MANILA - Corruption in the Philippines dipped slightly in 2009, according to the latest Corruption Perceptions Index published by global watchdog Transparency International.
The 2009 CPI showed the Philippines ranked 139th among 180 countries included in the index, up from its previous 141st ranking in 2008. The Philippines scored 2.4 in the TI index, compared to 2.3 last year, which ranked it equal to Pakistan, Bangladesh and the Baltic state of Belarus.
The CPI measures the perceived levels of public sector corruption in a given country, with a score of 0 perceived to be highly corrupt and 10 perceived to have low levels of corruption. The five countries seen as least afflicted by corruption were New Zealand, Denmark, Singapore, Sweden and Switzerland. On the other hand, Somalia, Afghanistan, Myanmar, Sudan and Iraq countries scarred by war and ongoing conflict linger at the bottom of the index.
Retired judge Dolores Español, head of TI Philippines, said nine out of 13 global surveys conducted in 2008 to early 2009 were used to assess the Philippines' CPI score. She said three sources for the 2009 CPI are IMD, which releases the yearly World Competitiveness Yearbook; the Political and Economic Risk Consultancy (PERC), and the World Economic Forum.
Español said the slight change in the country's latest CPI score is a "misperception" on the government's anti-corruption initiatives. She said the CPI score does not the consider recent decision of the Office of the Ombudsman absolving President Arroyo and First Gentleman Jose Miguel Arroyo of any culpability in the anomaly-riddled broadband network contract between the Philippines and China's ZTE Corp.
"In 2008, obviously the major corruption cases such as the NBN-ZTE deal were still pending before the Ombudsman. I believe the decision of the Ombudsman to [absolve] the principals and go after the whistleblowers will have an effect on the CPI score. Why will you charge the whistleblower when they are not the principal actors regarding the corruption incident?" she told abs-cbnNEWS.com.
Last August the Office of the Ombudsman cleared President Arroyo and her husband of graft in connection with the botched $329-million NBN deal but indicted former elections chief Benjamin Abalos and Social Security System president Romulo Neri.
The ruling came two years after businessman Jose de Venecia III, son and namesake of the former House speaker, exposed the alleged anomalies in the deal and implicated the First Gentleman and Abalos.
A Senate Blue Ribbon committee report released earlier this month recommended the filing of charges against the Arroyo couple, Abalos, de Venecia and whistleblower Rodolfo "Jun" Lozada Jr.

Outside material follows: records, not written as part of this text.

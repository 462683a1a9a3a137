//! Random pseudo-move player.
//!
//! Picks one of its own pieces and sends it to any square not held by its
//! own color. No chess rules are consulted; this is a sparring partner for
//! the scheduler and for console games against the machine.

use std::time::Duration;

use async_trait::async_trait;
use rand::{prelude::IndexedRandom, rngs::StdRng, SeedableRng};
use tokio::time::Instant;

use crate::errors::PlayerError;
use crate::game_state::board::Board;
use crate::game_state::chess_types::{Color, Move, Square};
use crate::players::player_trait::Player;

pub struct RandomPlayer {
    name: String,
    color: Color,
    budget: Duration,
    rng: StdRng,
}

impl RandomPlayer {
    pub fn new(color: Color, budget: Duration, seed: u64) -> Self {
        Self {
            name: format!("{color} (random, seed {seed})"),
            color,
            budget,
            rng: StdRng::seed_from_u64(seed),
        }
    }

    fn pick(&mut self, board: &Board) -> Option<Move> {
        let own = board.occupancy(self.color);
        let sources: Vec<Square> = Square::all().filter(|sq| own & sq.bit() != 0).collect();
        let targets: Vec<Square> = Square::all().filter(|sq| own & sq.bit() == 0).collect();

        let start = *sources.choose(&mut self.rng)?;
        let end = *targets.choose(&mut self.rng)?;
        Some(Move::between(start, end))
    }
}

#[async_trait]
impl Player for RandomPlayer {
    fn name(&self) -> &str {
        &self.name
    }

    fn turn_budget(&self) -> Duration {
        self.budget
    }

    async fn produce_move(&mut self, board: Board, _deadline: Instant) -> Result<Move, PlayerError> {
        self.pick(&board)
            .ok_or_else(|| PlayerError::Other(format!("{} has no piece to move", self.color)))
    }
}

#[cfg(test)]
mod tests {
    use std::time::Duration;

    use tokio::time::Instant;

    use super::RandomPlayer;
    use crate::errors::PlayerError;
    use crate::game_state::board::Board;
    use crate::game_state::chess_types::{Color, PieceKind};
    use crate::players::player_trait::Player;

    fn deadline() -> Instant {
        Instant::now() + Duration::from_secs(1)
    }

    #[tokio::test]
    async fn moves_own_piece_off_own_squares() {
        let mut player = RandomPlayer::new(Color::Black, Duration::from_secs(1), 7);
        let board = Board::standard();
        for _ in 0..50 {
            let mv = player
                .produce_move(board, deadline())
                .await
                .expect("black has pieces");
            assert_eq!(board.piece_at(mv.start).map(|(c, _)| c), Some(Color::Black));
            assert_ne!(board.piece_at(mv.end).map(|(c, _)| c), Some(Color::Black));
        }
    }

    #[tokio::test]
    async fn same_seed_gives_same_sequence() {
        let mut a = RandomPlayer::new(Color::White, Duration::from_secs(1), 42);
        let mut b = RandomPlayer::new(Color::White, Duration::from_secs(1), 42);
        for _ in 0..10 {
            let left = a.produce_move(Board::standard(), deadline()).await.expect("white has pieces");
            let right = b.produce_move(Board::standard(), deadline()).await.expect("white has pieces");
            assert_eq!(left, right);
        }
    }

    #[tokio::test]
    async fn no_pieces_is_an_error() {
        let mut board = Board::empty();
        board.place("a1".parse().expect("a1 should parse"), Color::White, PieceKind::King);
        let mut player = RandomPlayer::new(Color::Black, Duration::from_secs(1), 1);

        let err = player
            .produce_move(board, deadline())
            .await
            .expect_err("black has nothing to move");
        assert!(matches!(err, PlayerError::Other(_)));
    }
}
//! Bitboard piece placement and the in-place move transform.
//!
//! `Board` stores one 64-bit mask per (color, piece kind) pair. Two
//! invariants hold before and after every public operation:
//! - no square is set in more than one mask;
//! - masks only carry bits for squares `0..=63` (guaranteed by `Square`).

use std::fmt;

use tracing::trace;

use crate::errors::{GameError, GameResult};
use crate::game_state::chess_types::{Color, Move, PieceKind, Square, PIECE_SCAN_ORDER};
use crate::utils::render_board::render_board;

/// What `Board::apply_move` moved and what it removed from the destination.
#[derive(Debug, Clone, Copy, PartialEq, Eq)]
pub struct AppliedMove {
    pub moved: (Color, PieceKind),
    pub captured: Option<(Color, PieceKind)>,
}

/// Bitboard placement for both colors.
#[derive(Debug, Clone, Copy, PartialEq, Eq, Default)]
pub struct Board {
    // [color][piece_kind]
    pieces: [[u64; 6]; 2],
}

const WHITE_PAWN_RANK: u64 = 0x0000_0000_0000_FF00;
const BLACK_PAWN_RANK: u64 = 0x00FF_0000_0000_0000;

impl Board {
    #[inline]
    pub fn empty() -> Self {
        Self::default()
    }

    /// Orthodox chess starting position.
    pub fn standard() -> Self {
        let mut pieces = [[0u64; 6]; 2];
        let white = Color::White.index();
        let black = Color::Black.index();

        pieces[white][PieceKind::King.index()] = 1 << 4;
        pieces[black][PieceKind::King.index()] = 1 << 60;
        pieces[white][PieceKind::Queen.index()] = 1 << 3;
        pieces[black][PieceKind::Queen.index()] = 1 << 59;
        pieces[white][PieceKind::Bishop.index()] = (1 << 2) | (1 << 5);
        pieces[black][PieceKind::Bishop.index()] = (1 << 58) | (1 << 61);
        pieces[white][PieceKind::Knight.index()] = (1 << 1) | (1 << 6);
        pieces[black][PieceKind::Knight.index()] = (1 << 57) | (1 << 62);
        pieces[white][PieceKind::Rook.index()] = 1 | (1 << 7);
        pieces[black][PieceKind::Rook.index()] = (1 << 56) | (1 << 63);
        pieces[white][PieceKind::Pawn.index()] = WHITE_PAWN_RANK;
        pieces[black][PieceKind::Pawn.index()] = BLACK_PAWN_RANK;

        Self { pieces }
    }

    /// Build a board from raw masks, rejecting overlapping placements.
    pub fn from_masks(pieces: [[u64; 6]; 2]) -> GameResult<Self> {
        let mut seen = 0u64;
        for color_masks in &pieces {
            for mask in color_masks {
                let overlap = seen & mask;
                if overlap != 0 {
                    let square = Square::new(overlap.trailing_zeros() as u8)?;
                    return Err(GameError::OverlappingPieces { square });
                }
                seen |= mask;
            }
        }
        Ok(Self { pieces })
    }

    /// Put a piece on `square`, replacing whatever was there.
    pub fn place(&mut self, square: Square, color: Color, kind: PieceKind) {
        self.clear_square(square);
        self.pieces[color.index()][kind.index()] |= square.bit();
    }

    #[inline]
    pub fn mask(&self, color: Color, kind: PieceKind) -> u64 {
        self.pieces[color.index()][kind.index()]
    }

    /// Union of all six piece masks for `color`.
    #[inline]
    pub fn occupancy(&self, color: Color) -> u64 {
        self.pieces[color.index()].iter().fold(0, |acc, mask| acc | mask)
    }

    #[inline]
    pub fn all_occupancy(&self) -> u64 {
        self.occupancy(Color::White) | self.occupancy(Color::Black)
    }

    /// Which color and kind sit on `square`; `None` for an empty square.
    pub fn piece_at(&self, square: Square) -> Option<(Color, PieceKind)> {
        let bit = square.bit();
        let color = Color::ALL
            .into_iter()
            .find(|color| self.occupancy(*color) & bit != 0)?;

        PIECE_SCAN_ORDER
            .into_iter()
            .find(|kind| self.mask(color, *kind) & bit != 0)
            .map(|kind| (color, kind))
    }

    /// Chess legality is not modelled; every move passes.
    #[inline]
    pub fn is_legal(&self, _mv: Move, _color: Color) -> bool {
        true
    }

    /// Move the piece on `mv.start` to `mv.end`, removing anything on `mv.end`.
    ///
    /// Fails with `NoPieceAtSource` without touching any mask when the source
    /// square is empty. The captured piece is only reported back; the board
    /// keeps no record of it.
    pub fn apply_move(&mut self, mv: Move) -> GameResult<AppliedMove> {
        let (color, kind) = self
            .piece_at(mv.start)
            .ok_or(GameError::NoPieceAtSource { square: mv.start })?;

        let captured = if mv.start == mv.end {
            None
        } else {
            self.piece_at(mv.end)
        };

        self.clear_square(mv.end);
        let mask = &mut self.pieces[color.index()][kind.index()];
        *mask &= !mv.start.bit();
        *mask |= mv.end.bit();

        trace!(%mv, ?color, ?kind, ?captured, "applied move to board");
        Ok(AppliedMove {
            moved: (color, kind),
            captured,
        })
    }

    fn clear_square(&mut self, square: Square) {
        let keep = !square.bit();
        for color_masks in &mut self.pieces {
            for mask in color_masks.iter_mut() {
                *mask &= keep;
            }
        }
    }
}

impl fmt::Display for Board {
    fn fmt(&self, f: &mut fmt::Formatter<'_>) -> fmt::Result {
        f.write_str(&render_board(self))
    }
}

Español said other instances of the Ombudsman's lackluster approach to fighting corruption include the filing of "weak" criminal charges against former justice chief Hernani Perez who is accused of extorting $2 million from businessman and former Manila Rep. Mark Jimenez. Equally telling was the Ombudsman's inaction on alleged rigging of public works contracts by contractors already blacklisted by the World Bank, she added.
Español said majority of Filipinos still believe that Philippine government's efforts against corruption remained ineffective.
According to the Global Corruption Barometer released last June, 77 percent of Filipinos believe that government's actions against corruption remained largely ineffective compared to 21 percent who said that anti-corruption initiatives were working. Two percent of 1,000 Filipinos interviewed by the Asia Research Organization for the survey said anti-corruption initiatives were neither effective, nor ineffective.
The Global Corruption Barometer showed that public officials and civil servants were perceived as the single institution or sector to be the most affected by corruption (35%), compared to political parties (28%), parliament or legislature (26%), judiciary (7%), business or private sector (3%), and media (1%).
The study showed that 11 percent of respondents in the Philippines said they had paid a bribe in the past year. On the other hand, 64 percent of respondents said they are willing to pay more to buy from a corruption-free company.